And in the age of Digital Transformation, nothing stays as it was - clients change, markets change, sales expectations change. Except, there is one thing that stays: the need for profits and an operation that scales with demands. So, how?
Outsourcing and the question of "Make or Buy" has become a pivotal element of all strategic engagements. Additionally, buzzwords such as "SaaS", "Cloud" and "BPO" make a round. Companies increasingly seek to optimise their development and service capabilities globally. As a result, they are in a constant screening process for new facilities in order to grow and adjust their business. Especially in Information Technology, service providers try to mitigate risks – such as inflation risk, location risk, political risk and skill shortage risks by balancing their operations globally. This service offering helps you work out advantages and disadvantages of global offshoring approaches and assists you to select the right strategy for your company.
There are costs associated with performing an outsourcing agreement, For example: whilst setting up an outsourcing engagement, the client has to provide an organization to manage the outsourcer. Depending upon the quality of the contract, the client has to put on a “retained organization”, managing the supplier.

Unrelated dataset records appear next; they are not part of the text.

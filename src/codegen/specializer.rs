//! The rewriting walk
//!
//! [`Specializer`] visits every call expression of a dialect file in source
//! order. For each builtin call it tries, in order:
//!
//! 1. pipeline fusion of the chain ending at the call (when enabled)
//! 2. constant folding, for function builtins the checker evaluated
//! 3. a single-operation declaration
//!
//! The chosen rewrite is applied in place, then the walk descends into the
//! rewritten node so unfused receivers and builtin calls nested in arguments
//! are handled too. Calls nothing applies to are left untouched.

use std::collections::HashSet;

use log::{debug, trace};

use super::generators::{generate_func, generate_method, FuncOp, MethodOp};
use super::names::NameAllocator;
use super::pipeline::build_pipeline;
use super::registry::DeclRegistry;
use super::rewrite::{convert_to_named, CallRewrite};
use super::{CallSite, Generated, GenerationStats};
use crate::config::GenerationConfig;
use crate::syntax::ast::{Expr, ExprKind, File};
use crate::syntax::walk::{walk_expr, VisitorMut};
use crate::types::TypeOracle;

pub struct Specializer<'a> {
    oracle: &'a dyn TypeOracle,
    config: &'a GenerationConfig,
    names: NameAllocator,
    registry: DeclRegistry,
    stats: GenerationStats,
    /// Package-level identifiers that hide a builtin function
    shadowed: HashSet<String>,
}

impl<'a> Specializer<'a> {
    pub fn new(oracle: &'a dyn TypeOracle, config: &'a GenerationConfig) -> Self {
        Specializer {
            oracle,
            config,
            names: NameAllocator::new(config),
            registry: DeclRegistry::new(),
            stats: GenerationStats::new(),
            shadowed: HashSet::new(),
        }
    }

    /// Treat these identifiers as user declarations rather than builtins
    pub fn with_shadowed<I, S>(mut self, names: I) -> Self
    where
        I: IntoIterator<Item = S>,
        S: Into<String>,
    {
        self.shadowed.extend(names.into_iter().map(Into::into));
        self
    }

    /// Rewrite every builtin call in `file`
    pub fn specialize_file(&mut self, file: &mut File) {
        let before = self.stats.clone();
        self.visit_file(file);
        debug!(
            "package {}: {} pipeline(s), {} single op(s), {} constant(s)",
            file.package,
            self.stats.pipelines_fused - before.pipelines_fused,
            self.stats.single_ops - before.single_ops,
            self.stats.constant_folds - before.constant_folds
        );
    }

    pub fn registry(&self) -> &DeclRegistry {
        &self.registry
    }

    pub fn stats(&self) -> &GenerationStats {
        &self.stats
    }

    pub fn finish(self) -> (DeclRegistry, GenerationStats) {
        (self.registry, self.stats)
    }

    /// Decide how `call` is rewritten, registering whatever it needs
    fn rewrite_for(&mut self, call: &Expr) -> Option<CallRewrite> {
        let ExprKind::Call { fun, args, .. } = &call.kind else {
            return None;
        };
        match &fun.kind {
            ExprKind::Ident(name) => self.function_call(call, name, args),
            ExprKind::Selector { .. } => self.method_call(call),
            _ => None,
        }
    }

    fn function_call(&mut self, call: &Expr, name: &str, args: &[Expr]) -> Option<CallRewrite> {
        let op = FuncOp::lookup(name)?;
        if self.shadowed.contains(name) {
            debug!("{}: declared in the package, not a builtin", name);
            return None;
        }

        if let Some(value) = self.oracle.type_and_value(call.id).and_then(|tv| tv.value.as_ref()) {
            self.stats.constant_folds += 1;
            return Some(CallRewrite::Constant {
                text: value.exact_string(),
            });
        }

        match generate_func(op, args, self.oracle, &mut self.names) {
            Ok(generated) => {
                self.stats.single_ops += 1;
                Some(self.commit(generated))
            }
            Err(err) => {
                debug!("{}: left untouched: {}", name, err);
                None
            }
        }
    }

    fn method_call(&mut self, call: &Expr) -> Option<CallRewrite> {
        if self.config.fusion {
            match build_pipeline(call, self.oracle, self.config) {
                Ok(Some(pipeline)) => {
                    self.stats.pipelines_fused += 1;
                    self.stats.links_fused += pipeline.len() as u32;
                    let generated = pipeline.assemble(&mut self.names, self.config);
                    return Some(self.commit(generated));
                }
                Ok(None) => {}
                Err(err) => {
                    debug!("fusion abandoned, falling back: {}", err);
                    self.stats.fusion_fallbacks += 1;
                }
            }
        }

        let site = CallSite::from_expr(call)?;
        let recv_ty = self.oracle.type_of(site.receiver.id)?;
        let op = MethodOp::lookup(site.method, recv_ty, site.args.len())?;
        if self.oracle.has_method(recv_ty, site.method) {
            debug!("{}: overridden by a method of {}", site.method, recv_ty);
            return None;
        }

        match generate_method(op, &site, self.oracle, &mut self.names) {
            Ok(generated) => {
                self.stats.single_ops += 1;
                Some(self.commit(generated))
            }
            Err(err) => {
                debug!("{}: left untouched: {}", site.method, err);
                None
            }
        }
    }

    /// Register a generated declaration and hand back its rewrite
    fn commit(&mut self, generated: Generated) -> CallRewrite {
        let Generated {
            name,
            code,
            rewrite,
            imports,
        } = generated;
        if name.is_fresh() {
            trace!("new declaration {}", name.name());
        } else {
            self.stats.reused_declarations += 1;
        }
        self.registry.add_declaration(name.name(), code);
        for path in imports {
            self.registry.require_import(path);
        }
        rewrite
    }
}

impl VisitorMut for Specializer<'_> {
    fn visit_expr(&mut self, expr: &mut Expr) {
        if !expr.is_call() || expr.id.is_synthetic() {
            walk_expr(self, expr);
            return;
        }

        let original = expr.id;
        let mut wrap = false;
        if let Some(rewrite) = self.rewrite_for(expr) {
            match rewrite.apply(expr) {
                Ok(()) => wrap = !matches!(rewrite, CallRewrite::Constant { .. }),
                Err(err) => debug!("rewrite failed, call left untouched: {}", err),
            }
        }

        walk_expr(self, expr);

        if wrap {
            if let Some(ty) = self.oracle.type_of(original).filter(|ty| ty.is_named()) {
                convert_to_named(expr, ty);
            }
        }
    }
}

#[cfg(test)]
mod tests {
    use super::*;
    use crate::syntax::builder::AstBuilder;
    use crate::syntax::printer::print_expr;
    use crate::types::{ConstValue, Type, TypeInfo};

    fn pred() -> Type {
        Type::func(vec![Type::int()], vec![Type::bool()])
    }

    #[test_log::test]
    fn test_fused_call_keeps_named_result_type() {
        let mut b = AstBuilder::new();
        let mut info = TypeInfo::new();
        let ints = Type::named("ints", Type::slice(Type::int()), &[]);

        let xs = b.ident("xs");
        info.record(xs.id, ints.clone());
        let f = b.ident("f");
        info.record(f.id, pred());
        let filtered = b.method_call(xs, "filter", vec![f]);
        info.record(filtered.id, ints.clone());
        let mut call = b.method_call(filtered, "reverse", vec![]);
        info.record(call.id, ints.clone());

        let config = GenerationConfig::new();
        let mut spec = Specializer::new(&info, &config);
        spec.visit_expr(&mut call);

        assert_eq!(print_expr(&call), "ints(__fgpipe_1(xs).pipeline(f))");
        assert_eq!(spec.stats().pipelines_fused, 1);
        assert_eq!(spec.stats().links_fused, 2);
        assert!(spec.registry().get("__fgpipe_1").unwrap().code.starts_with("type __fgpipe_1 []int\n"));
    }

    #[test_log::test]
    fn test_nested_builtin_in_argument() {
        let mut b = AstBuilder::new();
        let mut info = TypeInfo::new();

        let xs = b.ident("xs");
        info.record(xs.id, Type::slice(Type::int()));
        let not = b.ident("not");
        let f = b.ident("f");
        info.record(f.id, pred());
        let negated = b.call(not, vec![f]);
        info.record(negated.id, pred());
        let mut call = b.method_call(xs, "filter", vec![negated]);
        info.record(call.id, Type::slice(Type::int()));

        let config = GenerationConfig::new();
        let mut spec = Specializer::new(&info, &config);
        spec.visit_expr(&mut call);

        assert_eq!(
            print_expr(&call),
            "__fgtype_1_filter(xs).filter(__fgfn_1_not(f))"
        );
        assert_eq!(spec.stats().single_ops, 2);
        assert_eq!(spec.registry().len(), 2);
    }

    #[test_log::test]
    fn test_constant_call_is_folded() {
        let mut b = AstBuilder::new();
        let mut info = TypeInfo::new();
        let max = b.ident("max");
        let (one, two) = (b.int(1), b.int(2));
        let mut call = b.call(max, vec![one, two]);
        info.record_constant(call.id, Type::int(), ConstValue::Int(2));

        let config = GenerationConfig::new();
        let mut spec = Specializer::new(&info, &config);
        spec.visit_expr(&mut call);

        assert_eq!(print_expr(&call), "2");
        assert!(spec.registry().is_empty());
        assert_eq!(spec.stats().constant_folds, 1);
    }

    #[test_log::test]
    fn test_package_function_shadows_builtin() {
        let mut b = AstBuilder::new();
        let mut info = TypeInfo::new();
        let max = b.ident("max");
        let (x, y) = (b.ident("x"), b.ident("y"));
        info.record(x.id, Type::int());
        info.record(y.id, Type::int());
        let mut call = b.call(max, vec![x, y]);
        let before = call.clone();

        let config = GenerationConfig::new();
        let mut spec = Specializer::new(&info, &config).with_shadowed(["max"]);
        spec.visit_expr(&mut call);

        assert_eq!(call, before);
        assert!(!spec.stats().any_rewrites());
    }

    #[test_log::test]
    fn test_user_method_wins_over_builtin() {
        let mut b = AstBuilder::new();
        let mut info = TypeInfo::new();
        let ints = Type::named("ints", Type::slice(Type::int()), &["filter"]);
        let xs = b.ident("xs");
        info.record(xs.id, ints.clone());
        let f = b.ident("f");
        info.record(f.id, pred());
        let mut call = b.method_call(xs, "filter", vec![f]);
        info.record(call.id, ints);

        let config = GenerationConfig::new();
        let mut spec = Specializer::new(&info, &config);
        spec.visit_expr(&mut call);

        assert_eq!(print_expr(&call), "xs.filter(f)");
        assert!(spec.registry().is_empty());
    }

    #[test_log::test]
    fn test_unspecifiable_chain_falls_back_per_link() {
        let mut b = AstBuilder::new();
        let mut info = TypeInfo::new();
        let ints = Type::slice(Type::int());

        let xs = b.ident("xs");
        info.record(xs.id, ints.clone());
        let f = b.ident("f");
        info.record(f.id, pred());
        let filtered = b.method_call(xs, "filter", vec![f]);
        info.record(filtered.id, ints.clone());
        let g = b.ident("g"); // untyped: morph cannot be resolved
        let mut call = b.method_call(filtered, "morph", vec![g]);

        let config = GenerationConfig::new();
        let mut spec = Specializer::new(&info, &config);
        spec.visit_expr(&mut call);

        assert_eq!(print_expr(&call), "__fgtype_1_filter(xs).filter(f).morph(g)");
        assert_eq!(spec.stats().fusion_fallbacks, 1);
        assert_eq!(spec.stats().single_ops, 1);
    }

    #[test_log::test]
    fn test_fusion_disabled_generates_each_link() {
        let mut b = AstBuilder::new();
        let mut info = TypeInfo::new();
        let ints = Type::slice(Type::int());

        let xs = b.ident("xs");
        info.record(xs.id, ints.clone());
        let f = b.ident("f");
        info.record(f.id, pred());
        let filtered = b.method_call(xs, "filter", vec![f]);
        info.record(filtered.id, ints.clone());
        let mut call = b.method_call(filtered, "reverse", vec![]);
        info.record(call.id, ints.clone());

        let config = GenerationConfig::new().with_fusion(false);
        let mut spec = Specializer::new(&info, &config);
        spec.visit_expr(&mut call);

        assert_eq!(
            print_expr(&call),
            "__fgtype_1_reverse(__fgtype_2_filter(xs).filter(f)).reverse()"
        );
        let (registry, stats) = spec.finish();
        assert_eq!(registry.len(), 2);
        assert_eq!(stats.pipelines_fused, 0);
    }
}
#[test_log::test]
fn test_projection_of_morphed_map_is_not_fused() {
    let mut fx = Fixture::new();
    let m_ty = Type::map(Type::string(), Type::int());
    let m = fx.var("m", m_ty.clone());
    let swap = fx.func(
        "swap",
        vec![Type::string(), Type::int()],
        vec![Type::int(), Type::string()],
    );
    let swapped_ty = Type::map(Type::int(), Type::string());

    let morphed = fx.method(m, "morph", vec![swap], swapped_ty);
    let mut call = fx.method(morphed, "keys", vec![], ints());

    let (registry, stats) = fx.specialize(&mut call, &GenerationConfig::new());

    assert_eq!(
        print_expr(&call),
        "__fgtype_1_keys(__fgtype_2_morph(m).morph(swap)).keys()"
    );
    assert_eq!(stats.pipelines_fused, 0);
    assert_eq!(registry.len(), 2);
}

#[test_log::test]
fn test_identical_chains_share_a_pipeline() {
    let mut fx = Fixture::new();
    let mut calls = Vec::new();
    for name in ["xs", "ys"] {
        let recv = fx.var(name, ints());
        let f = fx.pred("f", Type::int());
        let filtered = fx.method(recv, "filter", vec![f], ints());
        calls.push(fx.method(filtered, "reverse", vec![], ints()));
    }

    let config = GenerationConfig::new();
    let mut spec = fusegen::Specializer::new(&fx.info, &config);
    for call in &mut calls {
        fusegen::syntax::walk::VisitorMut::visit_expr(&mut spec, call);
    }
    let (registry, stats) = spec.finish();

    assert_eq!(print_expr(&calls[0]), "__fgpipe_1(xs).pipeline(f)");
    assert_eq!(print_expr(&calls[1]), "__fgpipe_1(ys).pipeline(f)");
    assert_eq!(registry.len(), 1);
    assert_eq!(stats.reused_declarations, 1);
}

#[test_log::test]
fn test_take_and_drop_counters_are_per_link() {
    let mut fx = Fixture::new();
    let xs = fx.var("xs", ints());
    let two = fx.int(2);
    let three = fx.int(3);

    let dropped = fx.method(xs, "drop", vec![two], ints());
    let mut call = fx.method(dropped, "take", vec![three], ints());

    let (registry, _) = fx.specialize(&mut call, &GenerationConfig::new());
    let code = only_decl(&registry);

    assert_eq!(print_expr(&call), "__fgpipe_1(xs).pipeline(2, 3)");
    assert!(code.contains("\tntaken__fgarg_1 := 0\n"));
    assert!(code.contains("\tfor _, e1 := range recv[__fgarg_0:] {\n"));
    assert!(code.contains("\t\tif ntaken__fgarg_1++; ntaken__fgarg_1 > __fgarg_1 {\n\t\t\tbreak\n"));
}

#[test_log::test]
fn test_fold_only_closes_a_pipeline() {
    let mut fx = Fixture::new();
    let nested = Type::slice(ints());
    let xss = fx.var("xss", nested.clone());
    let g = fx.func("g", vec![ints()], vec![ints()]);
    let concat = fx.func("concat", vec![ints(), ints()], vec![ints()]);
    let seed = fx.var("seed", ints());
    let even = fx.pred("even", Type::int());

    let morphed = fx.method(xss, "morph", vec![g], nested);
    let folded = fx.method(morphed, "fold", vec![concat, seed], ints());
    let mut call = fx.method(folded, "filter", vec![even], ints());

    let (registry, stats) = fx.specialize(&mut call, &GenerationConfig::new());

    assert_eq!(
        print_expr(&call),
        "__fgtype_1_filter(__fgpipe_1(xss).pipeline(g, concat, seed)).filter(even)"
    );
    assert_eq!(stats.pipelines_fused, 1);
    assert_eq!(stats.single_ops, 1);
    assert_eq!(
        registry.get("__fgpipe_1").unwrap().code,
        "type __fgpipe_1 [][]int

func (recv __fgpipe_1) pipeline(__fgarg_0 func([]int) []int, __fgarg_1 func([]int, []int) []int, __fgarg_2 []int) []int {
\tacc := __fgarg_2
\tfor _, e1 := range recv {
\t\te2 := __fgarg_0(e1)
\t\tacc = __fgarg_1(acc, e2)
\t}
\treturn acc
}"
    );
}

#[test_log::test]
fn test_terminal_link_feeding_another_is_declined() {
    let mut fx = Fixture::new();
    let xss = fx.var("xss", Type::slice(ints()));
    let concat = fx.func("concat", vec![ints(), ints()], vec![ints()]);
    let seed = fx.var("seed", ints());
    let even = fx.pred("even", Type::int());

    let folded = fx.method(xss, "fold", vec![concat, seed], ints());
    let mut call = fx.method(folded, "filter", vec![even], ints());

    let (registry, stats) = fx.specialize(&mut call, &GenerationConfig::new());

    assert_eq!(
        print_expr(&call),
        "__fgtype_1_filter(__fgtype_2_fold(xss).fold(concat, seed)).filter(even)"
    );
    assert_eq!(stats.pipelines_fused, 0);
    assert_eq!(registry.len(), 2);
}

#[test_log::test]
fn test_chained_drop_whiles_keep_separate_state() {
    let mut fx = Fixture::new();
    let xs = fx.var("xs", ints());
    let neg = fx.pred("neg", Type::int());
    let small = fx.pred("small", Type::int());

    let once = fx.method(xs, "dropWhile", vec![neg], ints());
    let mut call = fx.method(once, "dropWhile", vec![small], ints());

    let (registry, _) = fx.specialize(&mut call, &GenerationConfig::new());

    assert_eq!(print_expr(&call), "__fgpipe_1(xs).pipeline(neg, small)");
    assert_eq!(
        only_decl(&registry),
        "type __fgpipe_1 []int

func (recv __fgpipe_1) pipeline(__fgarg_0 func(int) bool, __fgarg_1 func(int) bool) []int {
\tvar undropped []int
\tstilldropping__fgarg_0 := true
\tstilldropping__fgarg_1 := true
\tfor _, e1 := range recv {
\t\tstilldropping__fgarg_0 = stilldropping__fgarg_0 && __fgarg_0(e1)
\t\tif stilldropping__fgarg_0 {
\t\t\tcontinue
\t\t}
\t\tstilldropping__fgarg_1 = stilldropping__fgarg_1 && __fgarg_1(e1)
\t\tif stilldropping__fgarg_1 {
\t\t\tcontinue
\t\t}
\t\tundropped = append(undropped, e1)
\t}
\treturn undropped
}"
    );
}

Combining outsourcing and offshoring, two factors come together: the outsourcing of parts of the enterprise towards a supplier who then chooses to perform the service from abroad. Additional costs and risks come to bear what need to be encompassed:
- Cultural risk: Different countries have different cultures. There is a risk and a cost associated with dealing with the different culture.
- Currency risk: If the outsourcer operates within a different currency environment, these currencies might fluctuate each other. In total, the business case for outsourcing only works if the service can be offered at a much lower cost than before. In consequence, this business case then only works if the following premises do apply:
- The infrastructure cost can be drastically lowered i.e. by better purchase conditions, sharing of resources or better utilization of capital equipment employed.
- The people cost can be significantly lowered either by a much better utilization of the people and condensing people’s work, i.e. by sharing the same skill over several clients or a higher degree of automation or by lower labour costs by using labour arbitrage and putting people off-shore.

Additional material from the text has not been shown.